A differenza dell’italiano, in inglese ci sono tre tipi di benessere: il Welfare ossia l’insieme di interventi e di prestazioni erogati dalle istituzioni pubbliche e finanziati tramite entrate fiscali (Welfare State) quindi considerato orientato al benessere sociale; il Well-being ossia il benessere generale, tutto ciò che contribuisce al benessere psichico, economico e sociale del singolo individuo; il Wellness ossia uno stato psico-fisico di piena salute dell’individuo, al quale si aggiunge un benessere globale che, nel complesso, denota un’elevata qualità della vita.

Nella lingua italiana, invece, abbiamo solo la parola “benessere” che raggruppa tutti i concetti di cui sopra ossia comprende uno stato di buona salute fisica e psichica, felicità, senso di benessere interiore, prosperità economica, agiatezza: vivere in condizioni di benessere (dal Dizionario Sabatini Coletti) in questa definizione il termine “prosperità” significa stato di floridezza, di rigoglioso sviluppo, di grande benessere soprattutto economico (dal Vocabolario Treccani).

A seguito delle recenti riforme fiscali la parola “welfare” di origine inglese è stata adottata da noi italiani come termine che richiama il proposito di offrire una vita migliore ad altri; così abbiamo il welfare classico ossia quello di Stato, sempre lo Stato ha poi incentivato la creazione di un welfare contrattuale (nei Contratti Collettivi Nazionali) e un welfare “privato” ossia quello aziendale spinto dalla revisione ed ampliamento dell’articolo 51 del TUIR.

Queste premesse sono importanti per evitare le tante mal comprensioni del termine welfare assumendolo come sinonimo del termine “benessere” che da noi è molto più generale e non distingue tra benessere del singolo e benessere sociale. Se ne conclude che quando si parla di “welfare” si deve intendere un insieme di azioni mosse da un intento assistenziale.

Bene il concetto di assistenzialismo per i più fragili ma quando lo Stato, per una questione democratica e costituzionale (artt. 32 e 38 Cost.), allarga le maglie a tutti i cittadini ecco che le questioni di finanza cominciano a farsi largo e a divenire sempre più il vero motivo per cui viene incentivato un allargamento della sfera di aiuto proveniente dal mondo privato.

L’assistenzialismo porta troppo spesso i lavoratori a non sentirsi responsabili per il proprio futuro in quanto il supporto in caso di bisogno si considera scontato in quanto dovuto, dall’altra parte i datori di lavoro sapendo che poco ci si occupa di loro, tendono troppo spesso a trascurare la costruzione di congrui piani di sostentamento in caso di bisogno e di vecchiaia. In tutto ciò, quello che osservo, è che quando si delega a qualcun altro la gestione del proprio futuro le probabilità di ritrovarsi in gravi difficoltà sono davvero molte! Lo dimostrano i tanti pensionati che non arrivano a fine mese o le persone costrette a non curarsi perché anche il pagamento del ticket sanitario è un problema serio.

Ecco, quindi, qualche spunto che propongo per migliorare la situazione di tutti, imprenditori e lavoratori.

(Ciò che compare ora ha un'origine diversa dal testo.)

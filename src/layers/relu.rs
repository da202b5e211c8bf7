use crate::math::{Shape, Tensor};

/// Pointwise rectifier, `max(0, x)`. Holds no parameters.
#[derive(Debug, Clone)]
pub struct ReluLayer {
    input: Tensor,
    output: Tensor,
    input_grads: Tensor,
}

impl ReluLayer {
    pub fn new(shape: Shape) -> ReluLayer {
        ReluLayer {
            input: Tensor::zeros(shape),
            output: Tensor::zeros(shape),
            input_grads: Tensor::zeros(shape),
        }
    }

    pub fn input_shape(&self) -> Shape {
        self.input.shape()
    }

    pub fn output(&self) -> &Tensor {
        &self.output
    }

    pub fn input_grads(&self) -> &Tensor {
        &self.input_grads
    }

    pub fn activate(&mut self, input: &Tensor) {
        assert_eq!(
            input.shape(),
            self.input.shape(),
            "rectifier built for {} input, got {}",
            self.input.shape(),
            input.shape()
        );
        self.input.as_mut_slice().copy_from_slice(input.as_slice());
        for (out, &x) in self.output.as_mut_slice().iter_mut().zip(input.as_slice()) {
            *out = if x > 0.0 { x } else { 0.0 };
        }
    }

    pub fn backward(&mut self, grad_from_next: &Tensor) {
        assert_eq!(
            grad_from_next.shape(),
            self.output.shape(),
            "rectifier produces {} output, got a {} gradient",
            self.output.shape(),
            grad_from_next.shape()
        );
        let cached = self.input.as_slice();
        for ((g_in, &g), &x) in self
            .input_grads
            .as_mut_slice()
            .iter_mut()
            .zip(grad_from_next.as_slice())
            .zip(cached)
        {
            *g_in = if x > 0.0 { g } else { 0.0 };
        }
    }
}

#[cfg(test)]
mod tests {
    use super::*;

    #[test]
    fn forward_clamps_negatives() {
        let shape = Shape::new(3, 2, 1);
        let mut layer = ReluLayer::new(shape);
        layer.activate(&Tensor::from_data(shape, vec![-1.0, 0.0, 2.5, -0.1, 3.0, 1e-3]));
        assert_eq!(layer.output().as_slice(), &[0.0, 0.0, 2.5, 0.0, 3.0, 1e-3]);
    }

    #[test]
    fn backward_gates_on_cached_input() {
        let shape = Shape::new(2, 2, 1);
        let mut layer = ReluLayer::new(shape);
        layer.activate(&Tensor::from_data(shape, vec![1.0, -1.0, 0.0, 4.0]));
        layer.backward(&Tensor::from_data(shape, vec![0.5, 0.6, 0.7, -0.8]));
        assert_eq!(layer.input_grads().as_slice(), &[0.5, 0.0, 0.0, -0.8]);
    }

    #[test]
    #[should_panic(expected = "rectifier built for")]
    fn wrong_input_shape_panics() {
        let mut layer = ReluLayer::new(Shape::new(2, 2, 1));
        layer.activate(&Tensor::zeros(Shape::new(4, 1, 1)));
    }
}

Adriano  Olivetti,  già  più  o  meno  settant’anni  fa,  si esprimeva dicendo che “limpresa è uno dei principali fattori di mutamento del tessuto sociale e quindi deve contribuire alla ricerca di una migliore qualità della vita individuale e collettiva”; oggi, con uno Stato in affanno e straindebitato, lo è più che mai. Basti pensare che nel   modello   didattico   sull’educazione   finanziaria presentata non molto tempo fa alle scuole secondarie di II grado la CONSOB suggerisce che “Ogni cittadino è chiamato a compiere nel corso della vita scelte importanti – piccole e grandi che siano – che riguardano la sua sfera economica. Sono decisioni che incidono sulla qualità presente e futura della vita individuale e famigliare e che necessitano, quindi, di attitudini e competenze adeguate.” Se ne conclude che la responsabilità dell’imprenditore oggi non è tanto quella di aggiungere ulteriore assistenzialismo a quello già esistente, ma di impegnarsi a diffondere cultura che migliori la capacità individuale (sua e dei propri collaboratori) di compiere scelte coerenti con l’idea di un futuro sereno.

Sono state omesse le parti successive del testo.